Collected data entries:
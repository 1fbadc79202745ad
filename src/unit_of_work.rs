//! The leaf of the core: one physical connection and at most one transaction.
//!
//! A [`UnitOfWork`] begins a transaction when it is opened and ends it
//! exactly once, when it is released: committed if [`UnitOfWork::complete`] was
//! called, rolled back otherwise. Release happens on drop at the latest, so it
//! runs on every exit path. Units opened to write begin `immediate`: they wait
//! for the write lock up front instead of failing to upgrade a read lock later.
//!
//! Sessions, cursors and anything else that outlives a single call only ever
//! hold a [`ConnectionLink`], a weak handle that stops resolving once the unit
//! has been released.

use std::any::Any;
use std::cell::{Cell, RefCell};
use std::rc::{Rc, Weak};
use std::sync::atomic::{AtomicU64, Ordering};
use std::time::Duration;

use rusqlite::Connection;
use tracing::{debug, warn};

use crate::command::{Command, DataTable, Direction, Executor, Parameter};
use crate::error::{AmbitError, Result};
use crate::session::{Session, SessionMultiplexer};
use crate::value::{DbType, Value};

static NEXT_UNIT: AtomicU64 = AtomicU64::new(1);

/// When a unit's transaction takes the write lock.
#[derive(Debug, Clone, Copy, PartialEq, Eq)]
pub enum Begin {
    /// On the first write; reads share the store until then.
    Deferred,
    /// Right away, waiting for other writers to finish first.
    Immediate,
}

#[derive(Debug, Clone, Copy, PartialEq, Eq)]
pub enum UnitState {
    Active,
    Completed,
    Committed,
    RolledBack,
}

pub struct UnitOfWork {
    id: u64,
    origin: String,
    connection: RefCell<Option<Rc<Connection>>>,
    transactional: bool,
    state: Cell<UnitState>,
    context: RefCell<Option<Rc<dyn Any>>>,
    default_timeout: Duration,
    savepoints: Cell<u32>,
}

impl UnitOfWork {
    /// Takes ownership of `connection`, beginning a deferred transaction when `transactional`.
    pub fn open(
        connection: Connection,
        origin: impl Into<String>,
        transactional: bool,
        default_timeout: Duration,
    ) -> Result<Self> {
        Self::open_with(connection, origin, transactional.then_some(Begin::Deferred), default_timeout)
    }
    /// Takes ownership of `connection`, beginning a transaction of the given kind, if any.
    pub fn open_with(
        connection: Connection,
        origin: impl Into<String>,
        begin: Option<Begin>,
        default_timeout: Duration,
    ) -> Result<Self> {
        let transactional = begin.is_some();
        match begin {
            Some(Begin::Deferred) => connection.execute_batch("begin deferred")?,
            Some(Begin::Immediate) => connection.execute_batch("begin immediate")?,
            None => {}
        }
        let id = NEXT_UNIT.fetch_add(1, Ordering::Relaxed);
        debug!(unit = id, ?begin, "unit of work opened");
        Ok(Self {
            id,
            origin: origin.into(),
            connection: RefCell::new(Some(Rc::new(connection))),
            transactional,
            state: Cell::new(UnitState::Active),
            context: RefCell::new(None),
            default_timeout,
            savepoints: Cell::new(0),
        })
    }
    pub fn id(&self) -> u64 {
        self.id
    }
    /// Identifies the database the connection was opened against.
    pub fn origin(&self) -> &str {
        &self.origin
    }
    pub fn state(&self) -> UnitState {
        self.state.get()
    }
    pub fn is_transactional(&self) -> bool {
        self.transactional
    }
    pub fn is_completed(&self) -> bool {
        self.state.get() == UnitState::Completed
    }
    pub fn is_released(&self) -> bool {
        matches!(self.state.get(), UnitState::Committed | UnitState::RolledBack)
    }
    /// Marks the unit successful; the transaction commits on release.
    pub fn complete(&self) {
        if self.state.get() == UnitState::Active {
            self.state.set(UnitState::Completed);
        }
    }
    /// Ends the transaction and closes the connection. Idempotent.
    pub fn release(&self) -> Result<()> {
        let Some(connection) = self.connection.borrow_mut().take() else {
            return Ok(());
        };
        // drop sessions before the connection goes away
        self.context.borrow_mut().take();
        let commit = self.state.get() == UnitState::Completed;
        let outcome = if !self.transactional || connection.is_autocommit() {
            Ok(())
        } else if commit {
            connection.execute_batch("commit")
        } else {
            connection.execute_batch("rollback")
        };
        self.state.set(if commit && outcome.is_ok() { UnitState::Committed } else { UnitState::RolledBack });
        debug!(unit = self.id, committed = commit && outcome.is_ok(), "unit of work released");
        if outcome.is_err() && commit {
            // a failed commit leaves the transaction open; make sure nothing half-done survives
            let _ = connection.execute_batch("rollback");
        }
        outcome.map_err(AmbitError::from)
    }
    /// The live connection, or `Released` once the unit has ended.
    pub fn connection(&self) -> Result<Rc<Connection>> {
        self.connection.borrow().clone().ok_or(AmbitError::Released(self.id))
    }
    pub fn link(&self) -> ConnectionLink {
        let connection = self.connection.borrow().as_ref().map(Rc::downgrade).unwrap_or_default();
        ConnectionLink { unit: self.id, connection, default_timeout: self.default_timeout }
    }

    // ------------- Context slot -------------
    pub fn context(&self) -> Option<Rc<dyn Any>> {
        self.context.borrow().clone()
    }
    /// Installs an arbitrary context object. Replacing an existing one is refused.
    pub fn set_context(&self, context: Rc<dyn Any>) -> Result<()> {
        if self.is_released() {
            return Err(AmbitError::Released(self.id));
        }
        let mut slot = self.context.borrow_mut();
        if slot.is_some() {
            return Err(AmbitError::Configuration(format!("unit of work {} already carries a context", self.id)));
        }
        *slot = Some(context);
        Ok(())
    }
    /// The session of type `S` bound to this unit; see [`SessionMultiplexer`].
    pub fn session<S: Session>(&self) -> Result<Rc<S>> {
        SessionMultiplexer::get_session::<S>(self)
    }

    // ------------- Driver surface -------------
    #[allow(clippy::too_many_arguments)]
    pub fn create_parameter(
        &self,
        direction: Direction,
        db_type: DbType,
        size: Option<u32>,
        precision: Option<u8>,
        scale: Option<u8>,
        nullable: bool,
        name: &str,
        value: Value,
    ) -> Parameter {
        let value = if direction.is_input() { value } else { Value::Null };
        Parameter { name: name.to_string(), direction, db_type, size, precision, scale, nullable, value }
    }
    pub fn execute_non_query(&self, command: &mut Command) -> Result<i64> {
        let connection = self.connection()?;
        Executor::new(&connection, self.default_timeout).non_query(command)
    }
    pub fn execute_scalar(&self, command: &mut Command) -> Result<Value> {
        let connection = self.connection()?;
        Executor::new(&connection, self.default_timeout).scalar(command)
    }
    pub fn execute_reader(&self, command: &mut Command) -> Result<DataTable> {
        let connection = self.connection()?;
        Executor::new(&connection, self.default_timeout).reader(command)
    }
    pub fn execute_batch(&self, sql: &str) -> Result<()> {
        Ok(self.connection()?.execute_batch(sql)?)
    }

    /// Runs `work` inside a savepoint: everything it wrote is undone if it fails.
    pub fn atomically<T>(&self, work: impl FnOnce() -> Result<T>) -> Result<T> {
        let connection = self.connection()?;
        let depth = self.savepoints.get() + 1;
        let name = format!("ambit_{}_{}", self.id, depth);
        connection.execute_batch(&format!("savepoint {name}"))?;
        self.savepoints.set(depth);
        let result = work();
        self.savepoints.set(depth - 1);
        match &result {
            Ok(_) => connection.execute_batch(&format!("release {name}"))?,
            Err(_) => connection.execute_batch(&format!("rollback to {name}; release {name}"))?,
        }
        result
    }
}

impl Drop for UnitOfWork {
    fn drop(&mut self) {
        if let Err(e) = self.release() {
            warn!(unit = self.id, error = %e, "unit of work release failed");
        }
    }
}

impl std::fmt::Debug for UnitOfWork {
    fn fmt(&self, f: &mut std::fmt::Formatter<'_>) -> std::fmt::Result {
        f.debug_struct("UnitOfWork")
            .field("id", &self.id)
            .field("origin", &self.origin)
            .field("state", &self.state.get())
            .finish()
    }
}

/// A weak handle on a unit's connection.
#[derive(Clone, Debug)]
pub struct ConnectionLink {
    unit: u64,
    connection: Weak<Connection>,
    default_timeout: Duration,
}

impl ConnectionLink {
    pub fn unit(&self) -> u64 {
        self.unit
    }
    pub fn is_alive(&self) -> bool {
        self.connection.strong_count() > 0
    }
    pub fn connection(&self) -> Result<Rc<Connection>> {
        self.connection.upgrade().ok_or(AmbitError::Released(self.unit))
    }
    pub fn execute_non_query(&self, command: &mut Command) -> Result<i64> {
        let connection = self.connection()?;
        Executor::new(&connection, self.default_timeout).non_query(command)
    }
    pub fn execute_reader(&self, command: &mut Command) -> Result<DataTable> {
        let connection = self.connection()?;
        Executor::new(&connection, self.default_timeout).reader(command)
    }
}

_What is needed_.
All of the lines above that carry the string "rollback" need to be found and copied.

_Expected answer_.
            connection.execute_batch("rollback")
            let _ = connection.execute_batch("rollback");
            Err(_) => connection.execute_batch(&format!("rollback to {name}; release {name}"))?,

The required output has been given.